Posted on: Fri, 09/29/2000 - 1:08am
jrizos's picture
Joined: 05/30/2000 - 09:00

Hi,None of your questions are stupid. I am an RN and I knew have some of the same questions you have. I have never had to give the epi so I don't know if the needle goes back in. I don't think it will but the case the pharmacy gives should be used after and you can dispose of it at the hospital or the doctor's office. I was told by my allergist to give the epi right away because it is difficult to tell between a moderate reaction and a severe one and the epi will help even for the moderate allergy attack. I would love to see an insulated heat pack and cold pack on the market. I have a boy with an allergy to bees and he likes to play soccer. I need an insulated cooler at the games. It would be nice to have something smaller. My other son has the peanut allergy but he is younger so I put it in an insulated bottle pack. The reason for going to the hospital is to give further treatment. That may be an endotracheal tube or cpr. It would be difficult to come on to someone and see them gagging to decide what was wrong. Usually a choking victem will hold on to their throat. You can ask are you choking? If they nod yes do the heimleck meneuver. If the person falls down give a coulple of breaths. When someone is a choking victem air will not go in to the lungs.

Posted on: Fri, 09/29/2000 - 1:24am
anonymous's picture
Joined: 05/28/2009 - 16:42

Hi Care - There is a thread under RESEARCH called "Tanox Announces Start of Anti-IgE Clinical Trial". This treatment involves IV and oral challenge until a reaction starts, in a hospital setting.
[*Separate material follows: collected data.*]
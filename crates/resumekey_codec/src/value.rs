//! Semi-structured value type used for document keys.

use std::cmp::Ordering;
use std::fmt;

use crate::number::{self, NumberKey};

/// Subtype byte carried by a binary value.
#[derive(Debug, Clone, Copy, PartialEq, Eq, Hash)]
pub enum BinarySubtype {
    /// Generic binary data (0x00).
    Generic,
    /// Function (0x01).
    Function,
    /// UUID (0x04).
    Uuid,
    /// MD5 digest (0x05).
    Md5,
    /// Application-defined subtype (0x80..=0xff).
    UserDefined(u8),
    /// Any other subtype byte.
    Other(u8),
}

impl BinarySubtype {
    /// Returns the subtype byte.
    #[must_use]
    pub const fn to_byte(self) -> u8 {
        match self {
            BinarySubtype::Generic => 0x00,
            BinarySubtype::Function => 0x01,
            BinarySubtype::Uuid => 0x04,
            BinarySubtype::Md5 => 0x05,
            BinarySubtype::UserDefined(b) | BinarySubtype::Other(b) => b,
        }
    }

    /// Interprets a subtype byte.
    #[must_use]
    pub const fn from_byte(byte: u8) -> Self {
        match byte {
            0x00 => BinarySubtype::Generic,
            0x01 => BinarySubtype::Function,
            0x04 => BinarySubtype::Uuid,
            0x05 => BinarySubtype::Md5,
            0x80..=0xff => BinarySubtype::UserDefined(byte),
            _ => BinarySubtype::Other(byte),
        }
    }
}

/// Binary payload with its subtype.
#[derive(Debug, Clone, PartialEq, Eq, Hash)]
pub struct Binary {
    /// Subtype of the payload.
    pub subtype: BinarySubtype,
    /// Raw bytes.
    pub bytes: Vec<u8>,
}

impl Binary {
    /// Creates a binary value with an explicit subtype.
    pub fn new(subtype: BinarySubtype, bytes: impl Into<Vec<u8>>) -> Self {
        Self {
            subtype,
            bytes: bytes.into(),
        }
    }

    /// Creates a binary value of the generic subtype.
    pub fn generic(bytes: impl Into<Vec<u8>>) -> Self {
        Self::new(BinarySubtype::Generic, bytes)
    }

    /// Whether this is generic binary data.
    #[must_use]
    pub fn is_generic(&self) -> bool {
        self.subtype == BinarySubtype::Generic
    }
}

/// An ordered list of named fields.
///
/// Field order is significant: it is preserved by the encoding and takes
/// part in comparisons.
#[derive(Debug, Clone, Default, PartialEq, Eq)]
pub struct Document {
    fields: Vec<(String, Value)>,
}

impl Document {
    /// Creates an empty document.
    #[must_use]
    pub fn new() -> Self {
        Self::default()
    }

    /// Appends a field and returns the document, for chained construction.
    #[must_use]
    pub fn with(mut self, name: impl Into<String>, value: impl Into<Value>) -> Self {
        self.insert(name, value);
        self
    }

    /// Sets a field, replacing an existing field of the same name in place.
    pub fn insert(&mut self, name: impl Into<String>, value: impl Into<Value>) {
        let name = name.into();
        let value = value.into();
        match self.fields.iter_mut().find(|(n, _)| *n == name) {
            Some((_, slot)) => *slot = value,
            None => self.fields.push((name, value)),
        }
    }

    /// Looks up a field by name.
    #[must_use]
    pub fn get(&self, name: &str) -> Option<&Value> {
        self.fields
            .iter()
            .find(|(n, _)| n == name)
            .map(|(_, v)| v)
    }

    /// Whether a field of this name exists.
    #[must_use]
    pub fn contains_key(&self, name: &str) -> bool {
        self.get(name).is_some()
    }

    /// Iterates over the fields in order.
    pub fn iter(&self) -> impl Iterator<Item = (&str, &Value)> {
        self.fields.iter().map(|(n, v)| (n.as_str(), v))
    }

    /// Number of fields.
    #[must_use]
    pub fn len(&self) -> usize {
        self.fields.len()
    }

    /// Whether the document has no fields.
    #[must_use]
    pub fn is_empty(&self) -> bool {
        self.fields.is_empty()
    }

    /// Compares two documents field by field: name first, then value.
    #[must_use]
    pub fn cmp_canonical(&self, other: &Self) -> Ordering {
        for ((an, av), (bn, bv)) in self.fields.iter().zip(other.fields.iter()) {
            let ord = an
                .as_bytes()
                .cmp(bn.as_bytes())
                .then_with(|| av.cmp_canonical(bv));
            if ord != Ordering::Equal {
                return ord;
            }
        }
        self.fields.len().cmp(&other.fields.len())
    }

    /// Pushes a field without checking for duplicates.
    pub(crate) fn push_unchecked(&mut self, name: String, value: Value) {
        self.fields.push((name, value));
    }
}

impl<K: Into<String>, V: Into<Value>> FromIterator<(K, V)> for Document {
    fn from_iter<I: IntoIterator<Item = (K, V)>>(iter: I) -> Self {
        let mut doc = Document::new();
        for (k, v) in iter {
            doc.insert(k, v);
        }
        doc
    }
}

impl IntoIterator for Document {
    type Item = (String, Value);
    type IntoIter = std::vec::IntoIter<(String, Value)>;

    fn into_iter(self) -> Self::IntoIter {
        self.fields.into_iter()
    }
}

/// A semi-structured value.
///
/// Equality is exact: `Int32(1)` and `Double(1.0)` are different values,
/// as are `0.0` and `-0.0`; NaN equals NaN. Ordering by value rather than
/// by representation is available through [`Value::cmp_canonical`].
#[derive(Debug, Clone)]
pub enum Value {
    /// Null.
    Null,
    /// 32-bit signed integer.
    Int32(i32),
    /// 64-bit signed integer.
    Int64(i64),
    /// IEEE 754 double.
    Double(f64),
    /// UTF-8 string.
    String(String),
    /// Embedded document.
    Document(Document),
    /// Array of values.
    Array(Vec<Value>),
    /// Binary data.
    Binary(Binary),
    /// Boolean.
    Bool(bool),
}

/// Sort rank of each value kind. Lower ranks sort first.
///
/// | kind     | rank |
/// |----------|------|
/// | null     | 0    |
/// | number   | 1    |
/// | string   | 2    |
/// | document | 3    |
/// | array    | 4    |
/// | binary   | 5    |
/// | bool     | 6    |
///
/// All numeric representations share one rank and compare by value.
#[derive(Debug, Clone, Copy, PartialEq, Eq, PartialOrd, Ord, Hash)]
pub enum KindRank {
    /// Null.
    Null = 0,
    /// Int32, Int64 and Double.
    Number = 1,
    /// String.
    String = 2,
    /// Document.
    Document = 3,
    /// Array.
    Array = 4,
    /// Binary.
    Binary = 5,
    /// Bool.
    Bool = 6,
}

impl Value {
    /// Returns the sort rank of this value's kind.
    #[must_use]
    pub fn kind_rank(&self) -> KindRank {
        match self {
            Value::Null => KindRank::Null,
            Value::Int32(_) | Value::Int64(_) | Value::Double(_) => KindRank::Number,
            Value::String(_) => KindRank::String,
            Value::Document(_) => KindRank::Document,
            Value::Array(_) => KindRank::Array,
            Value::Binary(_) => KindRank::Binary,
            Value::Bool(_) => KindRank::Bool,
        }
    }

    /// Compares two values by value, ignoring numeric representation.
    ///
    /// This is the order the key encoding reproduces bytewise.
    #[must_use]
    pub fn cmp_canonical(&self, other: &Self) -> Ordering {
        let rank = self.kind_rank().cmp(&other.kind_rank());
        if rank != Ordering::Equal {
            return rank;
        }
        match (self, other) {
            (Value::String(a), Value::String(b)) => a.as_bytes().cmp(b.as_bytes()),
            (Value::Document(a), Value::Document(b)) => a.cmp_canonical(b),
            (Value::Array(a), Value::Array(b)) => {
                for (av, bv) in a.iter().zip(b.iter()) {
                    let ord = av.cmp_canonical(bv);
                    if ord != Ordering::Equal {
                        return ord;
                    }
                }
                a.len().cmp(&b.len())
            }
            (Value::Binary(a), Value::Binary(b)) => a
                .bytes
                .len()
                .cmp(&b.bytes.len())
                .then_with(|| a.subtype.to_byte().cmp(&b.subtype.to_byte()))
                .then_with(|| a.bytes.cmp(&b.bytes)),
            (Value::Bool(a), Value::Bool(b)) => a.cmp(b),
            _ => match (self.number_key(), other.number_key()) {
                (Some(a), Some(b)) => a.cmp(&b),
                // Both null.
                _ => Ordering::Equal,
            },
        }
    }

    fn number_key(&self) -> Option<NumberKey> {
        number::split(self).map(|(key, _)| key)
    }

    /// Short name of this value's type, for error messages.
    #[must_use]
    pub fn type_name(&self) -> &'static str {
        match self {
            Value::Null => "null",
            Value::Int32(_) => "int",
            Value::Int64(_) => "long",
            Value::Double(_) => "double",
            Value::String(_) => "string",
            Value::Document(_) => "object",
            Value::Array(_) => "array",
            Value::Binary(_) => "binData",
            Value::Bool(_) => "bool",
        }
    }

    /// Whether this value is null.
    #[must_use]
    pub fn is_null(&self) -> bool {
        matches!(self, Value::Null)
    }

    /// Whether this value is one of the numeric representations.
    #[must_use]
    pub fn is_number(&self) -> bool {
        self.kind_rank() == KindRank::Number
    }

    /// Get this value as a boolean, if it is one.
    #[must_use]
    pub fn as_bool(&self) -> Option<bool> {
        match self {
            Value::Bool(b) => Some(*b),
            _ => None,
        }
    }

    /// Get this value as an `i64`, if it is an integer of either width.
    #[must_use]
    pub fn as_i64(&self) -> Option<i64> {
        match self {
            Value::Int32(n) => Some(i64::from(*n)),
            Value::Int64(n) => Some(*n),
            _ => None,
        }
    }

    /// Get this value as an `f64`, if it is a double.
    #[must_use]
    pub fn as_f64(&self) -> Option<f64> {
        match self {
            Value::Double(x) => Some(*x),
            _ => None,
        }
    }

    /// Get this value as a string slice, if it is a string.
    #[must_use]
    pub fn as_str(&self) -> Option<&str> {
        match self {
            Value::String(s) => Some(s),
            _ => None,
        }
    }

    /// Get this value as a document, if it is one.
    #[must_use]
    pub fn as_document(&self) -> Option<&Document> {
        match self {
            Value::Document(d) => Some(d),
            _ => None,
        }
    }

    /// Get this value as an array, if it is one.
    #[must_use]
    pub fn as_array(&self) -> Option<&[Value]> {
        match self {
            Value::Array(a) => Some(a),
            _ => None,
        }
    }

    /// Get this value as binary data, if it is.
    #[must_use]
    pub fn as_binary(&self) -> Option<&Binary> {
        match self {
            Value::Binary(b) => Some(b),
            _ => None,
        }
    }

    /// Look up a field, if this value is a document.
    #[must_use]
    pub fn get(&self, name: &str) -> Option<&Value> {
        self.as_document().and_then(|d| d.get(name))
    }
}

fn same_double(a: f64, b: f64) -> bool {
    (a.is_nan() && b.is_nan()) || a.to_bits() == b.to_bits()
}

impl PartialEq for Value {
    fn eq(&self, other: &Self) -> bool {
        match (self, other) {
            (Value::Null, Value::Null) => true,
            (Value::Int32(a), Value::Int32(b)) => a == b,
            (Value::Int64(a), Value::Int64(b)) => a == b,
            (Value::Double(a), Value::Double(b)) => same_double(*a, *b),
            (Value::String(a), Value::String(b)) => a == b,
            (Value::Document(a), Value::Document(b)) => a == b,
            (Value::Array(a), Value::Array(b)) => a == b,
            (Value::Binary(a), Value::Binary(b)) => a == b,
            (Value::Bool(a), Value::Bool(b)) => a == b,
            _ => false,
        }
    }
}

impl Eq for Value {}

impl fmt::Display for Value {
    fn fmt(&self, f: &mut fmt::Formatter<'_>) -> fmt::Result {
        match self {
            Value::Null => write!(f, "null"),
            Value::Int32(n) => write!(f, "{n}"),
            Value::Int64(n) => write!(f, "NumberLong({n})"),
            Value::Double(x) => write!(f, "{x:?}"),
            Value::String(s) => write!(f, "{s:?}"),
            Value::Document(d) => {
                write!(f, "{{")?;
                for (i, (name, value)) in d.iter().enumerate() {
                    let sep = if i == 0 { " " } else { ", " };
                    write!(f, "{sep}{name}: {value}")?;
                }
                if d.is_empty() {
                    write!(f, "}}")
                } else {
                    write!(f, " }}")
                }
            }
            Value::Array(items) => {
                write!(f, "[")?;
                for (i, item) in items.iter().enumerate() {
                    if i > 0 {
                        write!(f, ", ")?;
                    }
                    write!(f, "{item}")?;
                }
                write!(f, "]")
            }
            Value::Binary(b) => {
                write!(f, "BinData({}, ", b.subtype.to_byte())?;
                for byte in &b.bytes {
                    write!(f, "{byte:02x}")?;
                }
                write!(f, ")")
            }
            Value::Bool(b) => write!(f, "{b}"),
        }
    }
}

impl From<bool> for Value {
    fn from(b: bool) -> Self {
        Value::Bool(b)
    }
}

impl From<i32> for Value {
    fn from(n: i32) -> Self {
        Value::Int32(n)
    }
}

impl From<i64> for Value {
    fn from(n: i64) -> Self {
        Value::Int64(n)
    }
}

impl From<f64> for Value {
    fn from(x: f64) -> Self {
        Value::Double(x)
    }
}

impl From<String> for Value {
    fn from(s: String) -> Self {
        Value::String(s)
    }
}

impl From<&str> for Value {
    fn from(s: &str) -> Self {
        Value::String(s.to_string())
    }
}

impl From<Document> for Value {
    fn from(d: Document) -> Self {
        Value::Document(d)
    }
}

impl From<Vec<Value>> for Value {
    fn from(items: Vec<Value>) -> Self {
        Value::Array(items)
    }
}

impl From<Binary> for Value {
    fn from(b: Binary) -> Self {
        Value::Binary(b)
    }
}

impl From<()> for Value {
    fn from((): ()) -> Self {
        Value::Null
    }
}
I think this is probably what you heard about. The thread is very long and informative, so please check it out and let us know if it's what you have been hearing about. Take care. Carolyn

Posted on: Fri, 09/29/2000 - 3:11am
Tammy James's picture
Joined: 06/01/1999 - 09:00

In reference to the CPR mentioned above...
I took an infant/child CPR class not long ago, thinking CPR would help my PA child. I was told it would not if his airway was swollen closed, and if he's not getting air, doing compressions is futile as well. I know this is distressing to hear. I'm just passing along what I was told. If anyone knows anything different, please do correct me!!

Posted on: Fri, 09/29/2000 - 4:18am
DMB's picture
Joined: 02/22/2001 - 09:00

In regards to the needle--it does not go back in. After use of the epi-pen, just place back inside the plastic container and dispose of properly. Deanna

Posted on: Fri, 09/29/2000 - 8:05am
Triciasmom's picture
Joined: 08/03/2000 - 09:00

As far as insulated packs are concerned, I carry my daughter's epi-pen in a soft-sided picnic cooler. They make insulated packs of all sizes for school lunches and picnics. I chose a larger model with a shoulder strap and use it as a carry-all diaper bag/food cooler/medicine carrier.
I wonder if they make insulated waist packs. That would easily fit a couple of pens, a bottle of benedryl, personal ID, etc. Has anyone checked at sporting goods supply stores like REI?